Family spokesman Jim McGrath said physicians for the 92-year-old Bush were evaluating him for removal of the tube, which was inserted Wednesday in a procedure to clear his airway.
The 41st president has been in the intensive care unit at Houston Methodist Hospital since Wednesday, relying on a ventilator to breathe. Removing the tube — a procedure known as extubation — would allow Bush to breathe on his own. He was struggling to breathe when he was admitted to the hospital Saturday.
Bush "had a good night's rest" and remained in stable condition, McGrath said. "We are hopeful he will be discharged from the ICU in a few days."
Barbara Bush, 91, was admitted Wednesday and diagnosed with bronchitis after feeling fatigued and coughing for weeks. She reported feeling "1,000 percent better" on Thursday.
"Antibiotics and some good rest seem to have restored her to better health," McGrath said.

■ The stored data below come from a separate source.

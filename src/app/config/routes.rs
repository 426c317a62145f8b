//! `--from` / `--to` route flags.
//!
//! Each flag value is a comma separated list of `NAME.KEY=VALUE` assignments,
//! for example `node.url=https://node:9100/metrics,node.tlsConfig.caFile=/ca.pem`.
//! A literal comma inside a value is written as `\,`. Assignments to the same
//! route name merge, across flags too.

use super::ConfigError;
use crate::domain::{BasicAuth, Route, Secret, TlsConfig};
use std::path::PathBuf;
use url::Url;

#[derive(Default)]
struct RouteDraft {
    url: Option<String>,
    basic_auth: Option<BasicAuth>,
    bearer_token: Option<Secret>,
    bearer_token_file: Option<PathBuf>,
    tls_config: Option<TlsConfig>,
}

impl RouteDraft {
    fn assign(&mut self, key: &str, value: String) -> Result<(), String> {
        match key {
            "url" => self.url = Some(value),
            "bearerToken" => self.bearer_token = Some(Secret::new(value)),
            "bearerTokenFile" => self.bearer_token_file = Some(PathBuf::from(value)),
            "basicAuth.username" => self.basic_auth().username = value,
            "basicAuth.password" => self.basic_auth().password = Secret::new(value),
            "basicAuth.passwordFile" => {
                self.basic_auth().password_file = Some(PathBuf::from(value));
            }
            "tlsConfig.caFile" => self.tls_config().ca_file = Some(PathBuf::from(value)),
            "tlsConfig.certFile" => self.tls_config().cert_file = Some(PathBuf::from(value)),
            "tlsConfig.keyFile" => self.tls_config().key_file = Some(PathBuf::from(value)),
            "tlsConfig.serverName" => self.tls_config().server_name = Some(value),
            "tlsConfig.insecureSkipVerify" => {
                self.tls_config().insecure_skip_verify = value
                    .parse()
                    .map_err(|_| format!("'{value}' is not a boolean"))?;
            }
            other => return Err(format!("unknown key '{other}'")),
        }
        Ok(())
    }

    fn basic_auth(&mut self) -> &mut BasicAuth {
        self.basic_auth.get_or_insert_with(BasicAuth::default)
    }

    fn tls_config(&mut self) -> &mut TlsConfig {
        self.tls_config.get_or_insert_with(TlsConfig::default)
    }

    fn build(self, name: String) -> Result<Route, ConfigError> {
        let invalid = |reason: String| ConfigError::InvalidRoute {
            value: name.clone(),
            reason,
        };
        let raw = self.url.ok_or_else(|| invalid("missing url".to_string()))?;
        let url = Url::parse(&raw).map_err(|err| invalid(format!("invalid url '{raw}': {err}")))?;

        let route = Route {
            name: name.clone(),
            url,
            basic_auth: self.basic_auth,
            bearer_token: self.bearer_token,
            bearer_token_file: self.bearer_token_file,
            tls_config: self.tls_config,
        };
        Ok(route.normalized())
    }
}

/// Parses route flag values into routes, in order of first appearance.
pub fn parse_routes<S: AsRef<str>>(values: &[S]) -> Result<Vec<Route>, ConfigError> {
    let mut drafts: Vec<(String, RouteDraft)> = Vec::new();

    for value in values {
        let value = value.as_ref();
        for assignment in split_assignments(value) {
            let invalid = |reason: String| ConfigError::InvalidRoute {
                value: value.to_string(),
                reason,
            };

            let (path, assigned) = assignment
                .split_once('=')
                .ok_or_else(|| invalid(format!("'{assignment}' is not a NAME.KEY=VALUE assignment")))?;
            let (name, key) = path
                .trim()
                .split_once('.')
                .ok_or_else(|| invalid(format!("'{path}' has no NAME.KEY form")))?;
            if name.is_empty() {
                return Err(invalid("route name must not be empty".to_string()));
            }

            let index = match drafts.iter().position(|(existing, _)| existing == name) {
                Some(index) => index,
                None => {
                    drafts.push((name.to_string(), RouteDraft::default()));
                    drafts.len() - 1
                }
            };
            drafts[index]
                .1
                .assign(key, assigned.trim().to_string())
                .map_err(|reason| invalid(format!("route '{name}': {reason}")))?;
        }
    }

    drafts
        .into_iter()
        .map(|(name, draft)| draft.build(name))
        .collect()
}

/// Splits on unescaped commas, turning `\,` into `,`.
fn split_assignments(value: &str) -> Vec<String> {
    let mut parts = Vec::new();
    let mut current = String::new();
    let mut chars = value.chars().peekable();

    while let Some(c) = chars.next() {
        match c {
            '\\' if chars.peek() == Some(&',') => {
                current.push(',');
                chars.next();
            }
            ',' => parts.push(std::mem::take(&mut current)),
            c => current.push(c),
        }
    }
    parts.push(current);

    parts
        .into_iter()
        .filter(|part| !part.trim().is_empty())
        .collect()
}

The couple received "an uplifting visit" from longtime friends former Secretary of State James Baker and his wife, Susan, who also live in Houston, McGrath said.

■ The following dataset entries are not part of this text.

//! Parser for the Prometheus text exposition format, version 0.0.4.

use super::{
    Bucket, Counter, ExpositionError, Gauge, LabelPair, Metric, MetricFamily, MetricType,
    Quantile, Untyped, is_valid_label_name, is_valid_metric_name,
};
use crate::domain::MetricFamilies;
use protobuf::{EnumOrUnknown, MessageField};
use std::collections::{BTreeMap, HashMap};

const QUANTILE_LABEL: &str = "quantile";
const BUCKET_LABEL: &str = "le";

/// Parses a text exposition payload into metric families keyed by name.
///
/// Families that only carry `# HELP`/`# TYPE` lines and no samples are
/// dropped.
pub fn parse(input: &str) -> Result<MetricFamilies, ExpositionError> {
    let mut parser = TextParser::default();
    for (index, line) in input.lines().enumerate() {
        parser
            .line(line)
            .map_err(|message| ExpositionError::Syntax {
                line: index + 1,
                message,
            })?;
    }
    Ok(parser.finish())
}

/// Parses the type keyword of a `# TYPE` line.
fn type_from_keyword(keyword: &str) -> Option<MetricType> {
    match keyword {
        "counter" => Some(MetricType::COUNTER),
        "gauge" => Some(MetricType::GAUGE),
        "summary" => Some(MetricType::SUMMARY),
        "histogram" => Some(MetricType::HISTOGRAM),
        "untyped" | "unknown" => Some(MetricType::UNTYPED),
        _ => None,
    }
}

#[derive(Debug, Clone, Copy, PartialEq, Eq)]
enum SampleRole {
    Value,
    Bucket,
    Sum,
    Count,
}

#[derive(Default)]
struct FamilyBuilder {
    help: Option<String>,
    kind: Option<MetricType>,
    metrics: Vec<Metric>,
    // label signature -> index into `metrics`, for summaries and histograms
    groups: HashMap<String, usize>,
}

impl FamilyBuilder {
    fn is_composite(&self) -> bool {
        matches!(self.kind, Some(MetricType::SUMMARY | MetricType::HISTOGRAM))
    }

    fn grouped(&mut self, labels: Vec<LabelPair>, timestamp_ms: Option<i64>) -> &mut Metric {
        let signature = signature(&labels, timestamp_ms);
        let index = match self.groups.get(&signature) {
            Some(index) => *index,
            None => {
                self.metrics.push(Metric {
                    label: labels,
                    timestamp_ms,
                    ..Metric::default()
                });
                let index = self.metrics.len() - 1;
                self.groups.insert(signature, index);
                index
            }
        };
        &mut self.metrics[index]
    }
}

#[derive(Default)]
struct TextParser {
    families: BTreeMap<String, FamilyBuilder>,
}

impl TextParser {
    fn line(&mut self, line: &str) -> Result<(), String> {
        let line = line.trim();
        if line.is_empty() {
            return Ok(());
        }
        match line.strip_prefix('#') {
            Some(comment) => self.comment(comment),
            None => self.sample(line),
        }
    }

    fn comment(&mut self, comment: &str) -> Result<(), String> {
        let (keyword, rest) = split_token(comment.trim_start());
        match keyword {
            "HELP" => {
                let (name, docstring) = split_token(rest);
                check_metric_name(name)?;
                let family = self.families.entry(name.to_string()).or_default();
                if family.help.is_some() {
                    return Err(format!("second HELP line for metric name {name:?}"));
                }
                family.help = Some(unescape_help(docstring));
                Ok(())
            }
            "TYPE" => {
                let (name, keyword) = split_token(rest);
                check_metric_name(name)?;
                let kind = type_from_keyword(keyword.trim())
                    .ok_or_else(|| format!("unknown metric type {:?}", keyword.trim()))?;
                let family = self.families.entry(name.to_string()).or_default();
                if family.kind.is_some() {
                    return Err(format!("second TYPE line for metric name {name:?}"));
                }
                if !family.metrics.is_empty() {
                    return Err(format!("TYPE line for metric name {name:?} after its samples"));
                }
                family.kind = Some(kind);
                Ok(())
            }
            // Plain comments, and OpenMetrics' # EOF / # UNIT
            _ => Ok(()),
        }
    }

    fn sample(&mut self, line: &str) -> Result<(), String> {
        let name_end = line
            .find(|c: char| !(c.is_ascii_alphanumeric() || c == '_' || c == ':'))
            .unwrap_or(line.len());
        let name = &line[..name_end];
        check_metric_name(name)?;

        let mut rest = line[name_end..].trim_start();
        let labels = match rest.strip_prefix('{') {
            Some(inner) => {
                let (labels, remaining) = parse_labels(inner)?;
                rest = remaining;
                labels
            }
            None => Vec::new(),
        };

        let mut fields = rest.split_whitespace();
        let raw_value = fields
            .next()
            .ok_or_else(|| format!("missing value for metric {name:?}"))?;
        let value = parse_float(raw_value)
            .ok_or_else(|| format!("invalid value {raw_value:?} for metric {name:?}"))?;
        let timestamp_ms = match fields.next() {
            Some(raw) => Some(
                raw.parse::<i64>()
                    .map_err(|_| format!("invalid timestamp {raw:?} for metric {name:?}"))?,
            ),
            None => None,
        };
        if let Some(extra) = fields.next() {
            return Err(format!("unexpected trailing content {extra:?}"));
        }

        self.record(name, labels, value, timestamp_ms)
    }

    fn resolve(&self, name: &str) -> (String, SampleRole) {
        let declared = self
            .families
            .get(name)
            .is_some_and(|family| family.kind.is_some());
        if !declared {
            for (suffix, role) in [
                ("_bucket", SampleRole::Bucket),
                ("_sum", SampleRole::Sum),
                ("_count", SampleRole::Count),
            ] {
                if let Some(base) = name.strip_suffix(suffix)
                    && let Some(family) = self.families.get(base)
                {
                    match (family.kind, role) {
                        (Some(MetricType::HISTOGRAM), _)
                        | (Some(MetricType::SUMMARY), SampleRole::Sum | SampleRole::Count) => {
                            return (base.to_string(), role);
                        }
                        _ => {}
                    }
                }
            }
        }
        (name.to_string(), SampleRole::Value)
    }

    fn record(
        &mut self,
        name: &str,
        labels: Vec<LabelPair>,
        value: f64,
        timestamp_ms: Option<i64>,
    ) -> Result<(), String> {
        let (family_name, role) = self.resolve(name);
        let family = self.families.entry(family_name).or_default();

        if !family.is_composite() {
            let mut metric = Metric {
                label: labels,
                timestamp_ms,
                ..Metric::default()
            };
            match family.kind.unwrap_or(MetricType::UNTYPED) {
                MetricType::COUNTER => {
                    metric.counter = MessageField::some(Counter {
                        value: Some(value),
                        ..Counter::default()
                    });
                }
                MetricType::GAUGE => {
                    metric.gauge = MessageField::some(Gauge {
                        value: Some(value),
                        ..Gauge::default()
                    });
                }
                _ => {
                    metric.untyped = MessageField::some(Untyped {
                        value: Some(value),
                        ..Untyped::default()
                    });
                }
            }
            family.metrics.push(metric);
            return Ok(());
        }

        if family.kind == Some(MetricType::SUMMARY) {
            let (quantile, labels) = take_label(labels, QUANTILE_LABEL);
            let summary = family
                .grouped(labels, timestamp_ms)
                .summary
                .mut_or_insert_default();
            match role {
                SampleRole::Sum => summary.sample_sum = Some(value),
                SampleRole::Count => summary.sample_count = Some(value as u64),
                _ => {
                    let raw = quantile
                        .ok_or_else(|| format!("summary sample {name:?} has no quantile label"))?;
                    let quantile = parse_float(&raw)
                        .ok_or_else(|| format!("invalid quantile {raw:?} for metric {name:?}"))?;
                    summary.quantile.push(Quantile {
                        quantile: Some(quantile),
                        value: Some(value),
                        ..Quantile::default()
                    });
                }
            }
            return Ok(());
        }

        let (upper_bound, labels) = take_label(labels, BUCKET_LABEL);
        let histogram = family
            .grouped(labels, timestamp_ms)
            .histogram
            .mut_or_insert_default();
        match role {
            SampleRole::Sum => histogram.sample_sum = Some(value),
            SampleRole::Count => histogram.sample_count = Some(value as u64),
            SampleRole::Bucket => {
                let raw = upper_bound
                    .ok_or_else(|| format!("histogram bucket {name:?} has no le label"))?;
                let upper_bound = parse_float(&raw)
                    .ok_or_else(|| format!("invalid le {raw:?} for metric {name:?}"))?;
                histogram.bucket.push(Bucket {
                    cumulative_count: Some(value as u64),
                    upper_bound: Some(upper_bound),
                    ..Bucket::default()
                });
            }
            SampleRole::Value => {
                return Err(format!(
                    "histogram sample {name:?} needs a _bucket, _sum or _count suffix"
                ));
            }
        }
        Ok(())
    }

    fn finish(self) -> MetricFamilies {
        self.families
            .into_iter()
            .filter(|(_, family)| !family.metrics.is_empty())
            .map(|(name, family)| {
                let kind = family.kind.unwrap_or(MetricType::UNTYPED);
                let parsed = MetricFamily {
                    name: Some(name.clone()),
                    help: family.help,
                    type_: Some(EnumOrUnknown::new(kind)),
                    metric: family.metrics,
                    ..MetricFamily::default()
                };
                (name, parsed)
            })
            .collect()
    }
}

fn check_metric_name(name: &str) -> Result<(), String> {
    if is_valid_metric_name(name) {
        Ok(())
    } else {
        Err(format!("invalid metric name {name:?}"))
    }
}

/// Splits off the first whitespace-delimited token.
fn split_token(input: &str) -> (&str, &str) {
    match input.find(char::is_whitespace) {
        Some(index) => (&input[..index], input[index..].trim_start()),
        None => (input, ""),
    }
}

fn parse_float(raw: &str) -> Option<f64> {
    match raw {
        "+Inf" | "Inf" => Some(f64::INFINITY),
        "-Inf" => Some(f64::NEG_INFINITY),
        "NaN" => Some(f64::NAN),
        _ => raw.parse().ok(),
    }
}

fn parse_labels(input: &str) -> Result<(Vec<LabelPair>, &str), String> {
    let mut labels: Vec<LabelPair> = Vec::new();
    let mut rest = input;
    loop {
        rest = rest.trim_start();
        if rest.is_empty() {
            return Err("unterminated label set".to_string());
        }
        if let Some(after) = rest.strip_prefix('}') {
            return Ok((labels, after));
        }

        let name_end = rest
            .find(|c: char| !(c.is_ascii_alphanumeric() || c == '_'))
            .unwrap_or(rest.len());
        let name = &rest[..name_end];
        if !is_valid_label_name(name) {
            return Err(format!("invalid label name {name:?}"));
        }
        rest = rest[name_end..].trim_start();
        rest = rest
            .strip_prefix('=')
            .ok_or_else(|| format!("expected '=' after label name {name:?}"))?
            .trim_start();
        rest = rest
            .strip_prefix('"')
            .ok_or_else(|| format!("expected quoted value for label {name:?}"))?;
        let (value, after) = unescape_label_value(rest)?;

        if labels.iter().any(|pair| pair.name.as_deref() == Some(name)) {
            return Err(format!("duplicate label name {name:?}"));
        }
        labels.push(LabelPair {
            name: Some(name.to_string()),
            value: Some(value),
            ..LabelPair::default()
        });

        rest = after.trim_start();
        if let Some(after) = rest.strip_prefix(',') {
            rest = after;
        } else if let Some(after) = rest.strip_prefix('}') {
            return Ok((labels, after));
        } else {
            return Err(format!("unexpected content after value of label {name:?}"));
        }
    }
}

/// Reads a label value up to its closing quote, returning the rest of the input.
fn unescape_label_value(input: &str) -> Result<(String, &str), String> {
    let mut value = String::new();
    let mut chars = input.char_indices();
    while let Some((index, c)) = chars.next() {
        match c {
            '"' => return Ok((value, &input[index + 1..])),
            '\\' => match chars.next() {
                Some((_, '\\')) => value.push('\\'),
                Some((_, '"')) => value.push('"'),
                Some((_, 'n')) => value.push('\n'),
                Some((_, other)) => return Err(format!("invalid escape sequence '\\{other}'")),
                None => break,
            },
            c => value.push(c),
        }
    }
    Err("unterminated label value".to_string())
}

fn unescape_help(input: &str) -> String {
    let mut help = String::with_capacity(input.len());
    let mut chars = input.chars();
    while let Some(c) = chars.next() {
        if c != '\\' {
            help.push(c);
            continue;
        }
        match chars.next() {
            Some('\\') => help.push('\\'),
            Some('n') => help.push('\n'),
            Some(other) => {
                help.push('\\');
                help.push(other);
            }
            None => help.push('\\'),
        }
    }
    help
}

fn take_label(labels: Vec<LabelPair>, name: &str) -> (Option<String>, Vec<LabelPair>) {
    let mut taken = None;
    let mut kept = Vec::with_capacity(labels.len());
    for pair in labels {
        if pair.name.as_deref() == Some(name) {
            taken = pair.value;
        } else {
            kept.push(pair);
        }
    }
    (taken, kept)
}

fn signature(labels: &[LabelPair], timestamp_ms: Option<i64>) -> String {
    let mut pairs: Vec<(&str, &str)> = labels
        .iter()
        .map(|pair| {
            (
                pair.name.as_deref().unwrap_or_default(),
                pair.value.as_deref().unwrap_or_default(),
            )
        })
        .collect();
    pairs.sort_unstable();

    let mut signature = String::new();
    for (name, value) in pairs {
        signature.push_str(name);
        signature.push('\u{ff}');
        signature.push_str(value);
        signature.push('\u{ff}');
    }
    if let Some(timestamp) = timestamp_ms {
        signature.push_str(&timestamp.to_string());
    }
    signature
}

President-elect Donald Trump and President Barack Obama have sent their well wishes, via Twitter and a news conference, respectively. Former President Bill Clinton also tweeted: "41 and Barbara — thinking about you both and sending wishes for a speedy recovery. Love, 42."
Former President George W. Bush offered thanks on Instagram Thursday for messages "of love and support for Mother and Dad."
"Your prayers are working: 41 and Mom are doing much better today and fighting on," he said in his first public comments about their illnesses.
Bush said he and former first lady Laura Bush "look forward to representing them" at Trump's inauguration Friday in Washington "while they continue to recover in Houston."
Even though he was hospitalized, the elder Bush's Twitter account was active Thursday, offering "hearty congrats" to former Houston Astros baseball player Jeff Bagwell on his election to the Baseball Hall of Fame.
McGrath said while Bush did not physically type the tweet, he did approve it from his hospital room, calling the Astros' former slugging first baseman a "good friend and great player" and praising his election Wednesday to Cooperstown.
Bush was a first baseman when he attended Yale, and was captain of the Yale team that played in the first College World Series in 1947. As president, he kept his first baseman's glove in his desk in the Oval Office, and he and his wife have frequently attended Astros games since leaving the White House.
The Bushes were married Jan. 6, 1945, and have had the longest marriage of any presidential couple in American history. At the time of their wedding, he was a young naval aviator. She had been a student at Smith College.
After World War II, they moved to the Texas oil patch to seek their fortune and raise a family. It was there that George Bush began his political career, representing Houston for two terms in Congress in the late 1960s and early 1970s.
George Herbert Walker Bush, born June 12, 1924, in Milton, Massachusetts, also served as CIA director and Ronald Reagan's vice president.